Namun jika besaran BPIH jadi diputuskan sesuai usulan Menteri Agama, tentu bagi sebagian calon jamaah haji keberatan. Mengingat, tak semua jamaah haji itu masyarakat mampu secara finansial. Tidak sedikit mereka yang menabung bertahun-tahun hasil jerih payahnya bekerja, digunakan untuk membeli porsi haji sebesar Rp25 juta.
Ketika porsi telah diperoleh lalu mereka harus menambah jumlah sesuai keputusan presiden sebesar Rp69,1 juta, tentu jumlah penambahan yang tidak sedikit. Belum lagi mereka harus membawa bekal uang tunai meskipun setiap jamaah akan mendapatkan jatah living cost 1500 riyal.
Berangkat haji pasti tidak hanya mengeluarkan dana sesuai jumlah BPIH, tetapi sebagian besar jamaah harus mengadakan tasyakuran, pamit kepada keluarga, para tetangga, rekan kerja dan seterusnya. Habis itu ketika di tanah suci tergiur beli oleh-oleh, atau memang harus beli oleh-oleh. Jika pulang haji tidak membawa oleh-oleh, apa kata dunia.
Karena itu, rencana kenaikan biaya haji yang terlampau tinggi itu perlu dikaji lebih mendalam. Sebab, jamaah haji reguler cenderung kemampuan ekonominya menengah ke bawah, seperti kalangan petani, nelayan, pedagang, hingga buruh.
Anggota Dewan Perwakilan Daerah (DPD) Fahira Idris menilai kenaikan ongkos haji terlampau tinggi dan berdampak memberatkan calon jamaah haji. Karenanya, kenaikan ongkos haji tersebut perlu dikaji lebih mendalam. Sebelum melemparkan usulan kenaikan ongkos perjalanan ibadah haji, pemerintah semestinya mengkaji terlebih dahulu dengan melibatkan pihak terkait.
Tak hanya soal hitung-hitungan biaya, tapi juga melakukan audit dan mengevaluasi kualitas pengelolaan dana haji.
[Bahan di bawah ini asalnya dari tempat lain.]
//! Presentation lookups keyed by the canonical enums.
//!
//! Pure string tables for the UI layer. No stage logic lives here; anything
//! that needs to know *where* a submission is goes through the resolvers.

use crate::action::ActionKind;
use crate::stage::Stage;
use crate::types::{AnalysisStatus, EnrichmentStatus};

/// Title and short description for a pipeline stage.
pub fn stage_copy(stage: Stage) -> (&'static str, &'static str) {
  match stage {
    Stage::Submission => ("Submissão", "Perfil da empresa e desafio recebidos"),
    Stage::Enrichment => ("Enriquecimento", "Coleta automática de dados de mercado"),
    Stage::Analysis => ("Análise", "Geração e revisão da análise estratégica"),
    Stage::Complete => ("Concluído", "Relatório enviado ao cliente"),
  }
}

/// Badge label for an enrichment status.
pub fn enrichment_status_label(status: EnrichmentStatus) -> &'static str {
  match status {
    EnrichmentStatus::Pending => "Em andamento",
    EnrichmentStatus::Finished => "Aguardando aprovação",
    EnrichmentStatus::Approved => "Aprovado",
    EnrichmentStatus::Failed => "Falhou",
    EnrichmentStatus::Unknown => "Desconhecido",
  }
}

/// Badge label for an analysis status.
pub fn analysis_status_label(status: AnalysisStatus) -> &'static str {
  match status {
    AnalysisStatus::Pending => "Em processamento",
    AnalysisStatus::Completed => "Aguardando aprovação",
    AnalysisStatus::Approved => "Aprovada",
    AnalysisStatus::Sent => "Enviada",
    AnalysisStatus::Failed => "Falhou",
    AnalysisStatus::Unknown => "Desconhecido",
  }
}

/// Button label and description for an admin action.
pub fn action_copy(kind: ActionKind) -> (&'static str, &'static str) {
  match kind {
    ActionKind::StartEnrichment => (
      "Iniciar Enriquecimento",
      "Dispara a coleta automática de dados da empresa.",
    ),
    ActionKind::ApproveEnrichment => (
      "Aprovar Enriquecimento",
      "Libera os dados coletados para a geração da análise.",
    ),
    ActionKind::RetryEnrichment => (
      "Reprocessar Enriquecimento",
      "Executa a coleta de dados novamente após a falha.",
    ),
    ActionKind::GenerateAnalysis => (
      "Gerar Análise",
      "Inicia a análise estratégica multi-framework.",
    ),
    ActionKind::ApproveAnalysis => (
      "Aprovar Análise",
      "Valida a análise para envio ao cliente.",
    ),
    ActionKind::RetryAnalysis => (
      "Reprocessar Análise",
      "Gera a análise novamente após a falha.",
    ),
    ActionKind::SendToClient => (
      "Enviar ao Cliente",
      "Disponibiliza o relatório e o dashboard para o cliente.",
    ),
  }
}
Termasuk efektivitas Badan Pengelola Keuangan Haji (BPKH) dalam penempatan dan investasi dana calon jamaah haji.
Melalui kajian komprehensif, pemerintah, DPR serta publik akan memiliki pemahaman yang sama dalam menilai usulan kenaikan ongkos perjalanan ibadah haji.
Ketua Fraksi Partai Amanat Nasional (F-PAN) di DPR Saleh Partaonan Daulay meminta kita bersama-sama mengawasi evaluasi dan monitoring terhadap kinerja BPKH. Sebab, usulan kenaikan ongkos haji periode 2023 tak lepas dari dari kinerja BPKH. Buktinya, alasan kenaikan ongkos haji antara lain kesinambungan dan keadilan penggunaan nilai manfaat yang dikelola BPKH.
Jika alasan kenaikan BPIH 2023 karena khawatir tergerusnya nilai manfaat dana haji sehingga tidak adil bagi jamaah haji yang berangkat belakangan, menjadi layak mempertanyakan kinerja dan kontribusi BPKH dalam mengelola keuangan haji.
Saleh Partaonan Daulay berpendapat, BPKH semestinya tak hanya menghitung pengeluaran, tetapi juga pemasukan. Sebab, jika pengelolaan dana jamaahnya benar, semestinya nilai manfaatnya bakal cepat bertambah dan meningkat. Sementara jika nilai manfaatnya bertambah dan naik, masalah kesinambungan dan keadilan yang dijadikan alasan tak perlu dipersoalkan.